Saved entries:
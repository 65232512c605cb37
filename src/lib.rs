pub mod config;
pub mod datetext;
pub mod extract;
pub mod fetch;
pub mod harness;
pub mod ics;
pub mod model;
pub mod normalize;
pub mod pipeline;
use anyhow::{Context, Result, bail};
use reqwest::blocking::Client;
use std::path::PathBuf;
use std::time::Duration;
use tracing::info;

/// Page retrieval seam. The pipeline treats this as an external collaborator;
/// the file implementation lets tests drive the full pipeline from fixtures.
pub trait PageFetcher {
    fn fetch(&self, location: &str) -> Result<String>;
}

pub struct HttpFetcher {
    client: Client,
}

impl HttpFetcher {
    pub fn new(timeout_secs: u64, user_agent: &str) -> Result<Self> {
        let client = Client::builder()
            .timeout(Duration::from_secs(timeout_secs))
            .user_agent(user_agent)
            .build()
            .context("failed to build http client")?;
        Ok(Self { client })
    }
}

impl PageFetcher for HttpFetcher {
    /// One GET, no retries. A non-2xx status or transport error is an error;
    /// the caller decides whether that is fatal.
    fn fetch(&self, location: &str) -> Result<String> {
        let response = self
            .client
            .get(location)
            .send()
            .with_context(|| format!("request to {location} failed"))?;

        let status = response.status();
        if !status.is_success() {
            bail!("request to {location} failed with status {status}");
        }

        let body = response
            .text()
            .with_context(|| format!("failed to read body from {location}"))?;

        info!(url = %location, bytes = body.len(), "fetched page");
        Ok(body)
    }
}

pub struct FileFetcher {
    root: PathBuf,
}

impl FileFetcher {
    pub fn new(root: PathBuf) -> Self {
        Self { root }
    }
}

impl PageFetcher for FileFetcher {
    fn fetch(&self, location: &str) -> Result<String> {
        let path = {
            let candidate = PathBuf::from(location);
            if candidate.is_absolute() {
                candidate
            } else {
                self.root.join(candidate)
            }
        };
        let body = std::fs::read_to_string(&path)
            .with_context(|| format!("failed to read page file {}", path.display()))?;

        info!(file = %path.display(), bytes = body.len(), "loaded page file");
        Ok(body)
    }
}
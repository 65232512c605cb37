use anyhow::Result;
use icalendar::{Calendar, Component};
use std::fs;
use std::path::{Path, PathBuf};
use tempfile::tempdir;
use wics::harness::{HarnessOptions, run_harness};
use wics::pipeline::{BuildOptions, ValidateOptions, build_feed, validate_config};

const PAGE_ONE: &str = r#"<html><body>
<div class="listing-item" data-end-time="2025-01-02T09:00:00">
  <div class="event-card">
    <a class="more" href="/events/morning-meditation">More info</a>
    <h4 class="title">Morning Meditation</h4>
    <p class="blurb">Start the day well.</p>
    <span>Fri 2 Jan | 8:00 am - 9:00 am</span>
  </div>
</div>
<div class="listing-item" data-end-time="2025-01-24T00:00:00">
  <div class="event-card">
    <a class="more" href="/events/winter-retreat">More info</a>
    <h4 class="title">Winter Retreat</h4>
    <span>Sat 3 Jan - Sat 24 Jan</span>
  </div>
</div>
<div class="event-card">
  <h4 class="title">No Link Card</h4>
  <span>5 Jan | 1:00 pm - 2:00 pm</span>
</div>
<div class="event-card">
  <a class="more" href="/events/mystery">More info</a>
  <h4 class="title">Mystery Event</h4>
  <span>Details on the event page</span>
</div>
</body></html>"#;

const PAGE_TWO: &str = r#"<html><body>
<div class="listing-item" data-end-time="2025-01-02T09:00:00">
  <div class="event-card">
    <a class="more" href="/events/morning-meditation">More info</a>
    <h4 class="title">Morning Meditation</h4>
    <span>Fri 2 Jan | 8:00 am - 9:00 am</span>
  </div>
</div>
<div class="listing-item" data-end-time="2025-02-07T19:30:00">
  <div class="event-card">
    <a class="more" href="/events/evening-yoga">More info</a>
    <h4 class="title">Evening Yoga</h4>
    <span>Fri 7 Feb | 6:00 pm - 7:30 pm</span>
  </div>
</div>
</body></html>"#;

struct FixtureEnv {
    _temp: tempfile::TempDir,
    config_path: PathBuf,
    out_path: PathBuf,
}

fn write_config(root: &Path, pages: &[(&str, &str)], detail_fallback: bool) -> Result<PathBuf> {
    let out_path = root.join("out/events.ics");
    let mut config = format!(
        r#"[feed]
name = "Test Events"
timezone = "Europe/London"
uid_domain = "test.local"
out_path = "{}"

[fetch]
mode = "file"

[select]
card = "div.event-card"
link = "a.more"
title = "h4.title"
description = "p.blurb"
year_hint_ancestor = "listing-item"
year_hint_attr = "data-end-time"
detail_fallback = {detail_fallback}
"#,
        out_path.display()
    );

    for (file, category) in pages {
        config.push_str(&format!(
            "\n[[pages]]\nfile = \"{file}\"\ncategory = \"{category}\"\n"
        ));
    }

    let config_path = root.join("feed.toml");
    fs::write(&config_path, config)?;
    Ok(config_path)
}

fn setup_fixture_env() -> Result<FixtureEnv> {
    let temp = tempdir()?;
    let root = temp.path().to_path_buf();

    fs::write(root.join("page1.html"), PAGE_ONE)?;
    fs::write(root.join("page2.html"), PAGE_TWO)?;
    let config_path = write_config(
        &root,
        &[("page1.html", "Meditation"), ("page2.html", "Online")],
        false,
    )?;

    Ok(FixtureEnv {
        out_path: root.join("out/events.ics"),
        _temp: temp,
        config_path,
    })
}

#[test]
fn build_extracts_dedups_and_writes_calendar() -> Result<()> {
    let env = setup_fixture_env()?;

    let report = build_feed(&BuildOptions {
        config_path: Some(env.config_path.clone()),
        out_path: None,
    })?;

    assert_eq!(report.pages_fetched, 2);
    assert_eq!(report.cards_seen, 6);
    assert_eq!(report.events_written, 3);
    assert_eq!(report.duplicates, 1);
    // one card without a link, one whose text never matches a date
    assert_eq!(report.cards_skipped, 2);
    assert!(report.bytes_written > 0);

    let content = fs::read_to_string(&env.out_path)?;
    assert!(content.contains("X-WR-CALNAME:Test Events"));
    assert!(content.contains("X-WR-TIMEZONE:Europe/London"));
    assert!(content.contains("SUMMARY:Morning Meditation"));
    // 8:00 am London in January is 08:00 UTC
    assert!(content.contains("DTSTART:20250102T080000Z"));
    assert!(content.contains("DTEND:20250102T090000Z"));
    // all-day range: inclusive 24 Jan becomes an exclusive DTEND of 25 Jan
    assert!(content.contains("DTSTART;VALUE=DATE:20250103"));
    assert!(content.contains("DTEND;VALUE=DATE:20250125"));
    assert!(content.contains("CATEGORIES:Meditation"));
    assert!(content.contains("DESCRIPTION:Start the day well."));
    assert!(content.ends_with("\r\n"));

    Ok(())
}

#[test]
fn feed_round_trips_through_a_standard_ics_reader() -> Result<()> {
    let env = setup_fixture_env()?;
    build_feed(&BuildOptions {
        config_path: Some(env.config_path.clone()),
        out_path: None,
    })?;

    let content = fs::read_to_string(&env.out_path)?;
    let calendar: Calendar = content.parse().expect("output must parse as ICS");

    let mut seen = Vec::new();
    for component in &calendar.components {
        let icalendar::CalendarComponent::Event(event) = component else {
            continue;
        };
        seen.push((
            event.property_value("SUMMARY").unwrap_or_default().to_string(),
            event.property_value("UID").unwrap_or_default().to_string(),
            event.property_value("URL").unwrap_or_default().to_string(),
            event.property_value("DTSTART").unwrap_or_default().to_string(),
        ));
    }

    assert_eq!(seen.len(), 3);
    let summaries: Vec<&str> = seen.iter().map(|(s, ..)| s.as_str()).collect();
    assert!(summaries.contains(&"Morning Meditation"));
    assert!(summaries.contains(&"Winter Retreat"));
    assert!(summaries.contains(&"Evening Yoga"));

    for (_, uid, url, dtstart) in &seen {
        assert!(uid.ends_with("@test.local"));
        assert!(url.starts_with("/events/"));
        assert!(!dtstart.is_empty());
    }

    Ok(())
}

#[test]
fn escapes_and_folds_text_for_calendar_readers() -> Result<()> {
    let temp = tempdir()?;
    let root = temp.path();

    let long_blurb = "A slow, steady sequence for every body; expect standing poses, \
         twists and a guided relaxation to finish, with plenty of variations offered \
         throughout the class and no experience needed.";
    let page = format!(
        r#"<html><body>
<div class="listing-item" data-end-time="2025-06-06T19:30:00">
  <div class="event-card">
    <a class="more" href="/events/yoga-stretch">More info</a>
    <h4 class="title">Yoga, stretch; relax</h4>
    <p class="blurb">{long_blurb}</p>
    <span>Fri 6 Jun | 6:00 pm - 7:30 pm</span>
  </div>
</div>
</body></html>"#
    );
    fs::write(root.join("page.html"), page)?;
    let config_path = write_config(root, &[("page.html", "Yoga")], false)?;

    build_feed(&BuildOptions {
        config_path: Some(config_path),
        out_path: None,
    })?;

    let content = fs::read_to_string(root.join("out/events.ics"))?;
    assert!(content.contains(r"SUMMARY:Yoga\, stretch\; relax"));
    assert!(content.contains(r"DESCRIPTION:A slow\, steady sequence"));
    // 75-octet content limit, plus the single leading space on continuations
    assert!(content.lines().all(|line| line.len() <= 76));
    assert!(content.lines().any(|line| line.starts_with(' ')));

    let calendar: Calendar = content.parse().expect("escaped output must parse as ICS");
    let events: Vec<_> = calendar
        .components
        .iter()
        .filter_map(|component| match component {
            icalendar::CalendarComponent::Event(event) => Some(event),
            _ => None,
        })
        .collect();
    assert_eq!(events.len(), 1);
    assert!(
        events[0]
            .property_value("SUMMARY")
            .unwrap_or_default()
            .contains("Yoga")
    );

    Ok(())
}

#[test]
fn page_paths_join_against_the_base_origin() {
    use wics::extract::absolutize_url;

    let base = Some("https://www.example.org");
    assert_eq!(
        absolutize_url(base, "whats-on?tags-event=Yoga"),
        "https://www.example.org/whats-on?tags-event=Yoga"
    );
    assert_eq!(
        absolutize_url(base, "/whats-on?tags-event=Yoga"),
        "https://www.example.org/whats-on?tags-event=Yoga"
    );
    assert_eq!(
        absolutize_url(base, "https://other.example.org/whats-on"),
        "https://other.example.org/whats-on"
    );
}

#[test]
fn zero_matched_cards_still_writes_an_empty_feed() -> Result<()> {
    let temp = tempdir()?;
    let root = temp.path();

    fs::write(root.join("empty.html"), "<html><body><p>Nothing on.</p></body></html>")?;
    let config_path = write_config(root, &[("empty.html", "Meditation")], false)?;

    let report = build_feed(&BuildOptions {
        config_path: Some(config_path),
        out_path: None,
    })?;

    assert_eq!(report.events_written, 0);

    let content = fs::read_to_string(root.join("out/events.ics"))?;
    assert!(content.contains("BEGIN:VCALENDAR"));
    assert!(content.contains("END:VCALENDAR"));
    assert!(!content.contains("BEGIN:VEVENT"));

    Ok(())
}

#[test]
fn missing_source_page_aborts_without_output() -> Result<()> {
    let temp = tempdir()?;
    let root = temp.path();

    let config_path = write_config(root, &[("absent.html", "Meditation")], false)?;

    let result = build_feed(&BuildOptions {
        config_path: Some(config_path),
        out_path: None,
    });

    assert!(result.is_err());
    assert!(!root.join("out/events.ics").exists());

    Ok(())
}

#[test]
fn detail_page_fallback_recovers_a_dateless_card() -> Result<()> {
    let temp = tempdir()?;
    let root = temp.path();

    fs::write(
        root.join("listing.html"),
        r#"<html><body>
<div class="listing-item" data-end-time="2025-03-10T12:00:00">
  <div class="event-card">
    <a class="more" href="detail.html">More info</a>
    <h4 class="title">Spring Workshop</h4>
    <span>Details on the event page</span>
  </div>
</div>
</body></html>"#,
    )?;
    fs::write(
        root.join("detail.html"),
        r#"<html><body>
<h1>Spring Workshop</h1>
<p>Wed 10 Mar | 11:00 am - 12:00 pm</p>
</body></html>"#,
    )?;
    let config_path = write_config(root, &[("listing.html", "Courses")], true)?;

    let report = build_feed(&BuildOptions {
        config_path: Some(config_path),
        out_path: None,
    })?;

    assert_eq!(report.events_written, 1);
    let content = fs::read_to_string(root.join("out/events.ics"))?;
    assert!(content.contains("SUMMARY:Spring Workshop"));
    assert!(content.contains("DTSTART:20250310T110000Z"));

    Ok(())
}

#[test]
fn harness_reports_stable_identifiers() -> Result<()> {
    let env = setup_fixture_env()?;

    let report = run_harness(&HarnessOptions {
        config_path: Some(env.config_path.clone()),
        out_dir: env.out_path.parent().unwrap().join("harness"),
    })?;

    assert_eq!(report.first_run_events, 3);
    assert_eq!(report.second_run_events, 3);
    assert!(report.uids_stable);

    Ok(())
}

#[test]
fn validate_accepts_fixture_config_and_builtin_defaults() -> Result<()> {
    let env = setup_fixture_env()?;

    let messages = validate_config(&ValidateOptions {
        config_path: Some(env.config_path.clone()),
    })?;
    assert_eq!(messages.len(), 1);
    assert!(messages[0].starts_with("OK: Test Events"));

    let messages = validate_config(&ValidateOptions { config_path: None })?;
    assert!(messages[0].contains("builtin defaults"));

    Ok(())
}
use chrono::{DateTime, NaiveDate, Utc};
use serde::{Deserialize, Serialize};
use std::collections::HashSet;

/// A day-of-month plus month number, with a year only when the source text
/// carried one explicitly.
#[derive(Debug, Clone, Copy, PartialEq, Eq)]
pub struct DayMonth {
    pub day: u32,
    pub month: u32,
    pub year: Option<i32>,
}

/// Result of running the date/time patterns over a card's text blob.
/// Exactly one shape is produced per match: a timed single-day range or an
/// all-day multi-day range.
#[derive(Debug, Clone, PartialEq, Eq)]
pub enum DateTimeMatch {
    Timed {
        date: DayMonth,
        start: String,
        end: String,
    },
    AllDay {
        start: DayMonth,
        end: DayMonth,
    },
}

/// Transient extraction unit: one candidate container that produced a date
/// match. Discarded once the normalizer has derived an `EventRecord` from it.
#[derive(Debug, Clone)]
pub struct RawCard {
    pub url: String,
    pub title: Option<String>,
    pub description: Option<String>,
    pub matched: DateTimeMatch,
    /// Year recovered from an ancestor timestamp attribute, when present.
    pub year_hint: Option<i32>,
}

/// Event timing. All-day ranges keep the inclusive end date the source text
/// expressed; the ICS writer converts to an exclusive DTEND.
#[derive(Debug, Clone, Serialize, Deserialize, PartialEq, Eq)]
#[serde(tag = "kind", rename_all = "snake_case")]
pub enum EventTime {
    Timed {
        start: DateTime<Utc>,
        end: DateTime<Utc>,
    },
    AllDay {
        start: NaiveDate,
        end: NaiveDate,
    },
}

impl EventTime {
    /// Canonical start value used for both the stable UID and the dedup key.
    pub fn start_key(&self) -> String {
        match self {
            EventTime::Timed { start, .. } => start.to_rfc3339(),
            EventTime::AllDay { start, .. } => start.format("%Y-%m-%d").to_string(),
        }
    }
}

#[derive(Debug, Clone, Serialize, Deserialize)]
pub struct EventRecord {
    pub uid: String,
    pub title: String,
    pub url: String,
    pub description: Option<String>,
    pub category: Option<String>,
    pub time: EventTime,
}

/// The assembled calendar. Insertion order is preserved; duplicates by
/// (title, start, url) are dropped, first occurrence wins.
#[derive(Debug, Clone)]
pub struct Feed {
    pub name: String,
    pub timezone: String,
    pub prodid: String,
    pub generated_at: DateTime<Utc>,
    pub events: Vec<EventRecord>,
    seen: HashSet<(String, String, String)>,
}

impl Feed {
    pub fn new(name: &str, timezone: &str, prodid: &str, generated_at: DateTime<Utc>) -> Self {
        Self {
            name: name.to_string(),
            timezone: timezone.to_string(),
            prodid: prodid.to_string(),
            generated_at,
            events: Vec::new(),
            seen: HashSet::new(),
        }
    }

    /// Returns false (and drops the event) if an event with the same
    /// (title, start, url) key was inserted earlier.
    pub fn insert(&mut self, event: EventRecord) -> bool {
        let key = (
            event.title.clone(),
            event.time.start_key(),
            event.url.clone(),
        );
        if !self.seen.insert(key) {
            return false;
        }
        self.events.push(event);
        true
    }
}

#[derive(Debug, Clone, Default, Serialize)]
pub struct RunReport {
    pub pages_fetched: usize,
    pub cards_seen: usize,
    pub cards_skipped: usize,
    pub duplicates: usize,
    pub events_written: usize,
    pub bytes_written: u64,
    pub output_path: String,
}
//! Determinism check: build the feed twice and compare the identifier sets.
//! Identical inputs must yield identical UIDs across independent runs.

use crate::pipeline::{BuildOptions, build_feed};
use anyhow::{Context, Result};
use serde::Serialize;
use std::collections::BTreeSet;
use std::path::{Path, PathBuf};

#[derive(Debug, Clone)]
pub struct HarnessOptions {
    pub config_path: Option<PathBuf>,
    pub out_dir: PathBuf,
}

#[derive(Debug, Clone, Serialize)]
pub struct HarnessReport {
    pub first_run_events: usize,
    pub second_run_events: usize,
    pub uids_stable: bool,
    pub first_run_bytes: u64,
    pub second_run_bytes: u64,
}

pub fn run_harness(options: &HarnessOptions) -> Result<HarnessReport> {
    std::fs::create_dir_all(&options.out_dir).with_context(|| {
        format!(
            "failed to create harness dir {}",
            options.out_dir.display()
        )
    })?;

    let first_path = options.out_dir.join("run-a.ics");
    let second_path = options.out_dir.join("run-b.ics");

    let first = build_feed(&BuildOptions {
        config_path: options.config_path.clone(),
        out_path: Some(first_path.clone()),
    })?;
    let second = build_feed(&BuildOptions {
        config_path: options.config_path.clone(),
        out_path: Some(second_path.clone()),
    })?;

    let first_uids = read_uids(&first_path)?;
    let second_uids = read_uids(&second_path)?;

    Ok(HarnessReport {
        first_run_events: first.events_written,
        second_run_events: second.events_written,
        uids_stable: first_uids == second_uids,
        first_run_bytes: first.bytes_written,
        second_run_bytes: second.bytes_written,
    })
}

fn read_uids(path: &Path) -> Result<BTreeSet<String>> {
    let content = std::fs::read_to_string(path)
        .with_context(|| format!("failed to read {}", path.display()))?;

    Ok(content
        .lines()
        .filter_map(|line| line.strip_prefix("UID:"))
        .map(|uid| uid.trim().to_string())
        .collect())
}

What is expected. Pull out all lines in the data above that include "FileFetcher".

Response.
pub struct FileFetcher {
impl FileFetcher {
impl PageFetcher for FileFetcher {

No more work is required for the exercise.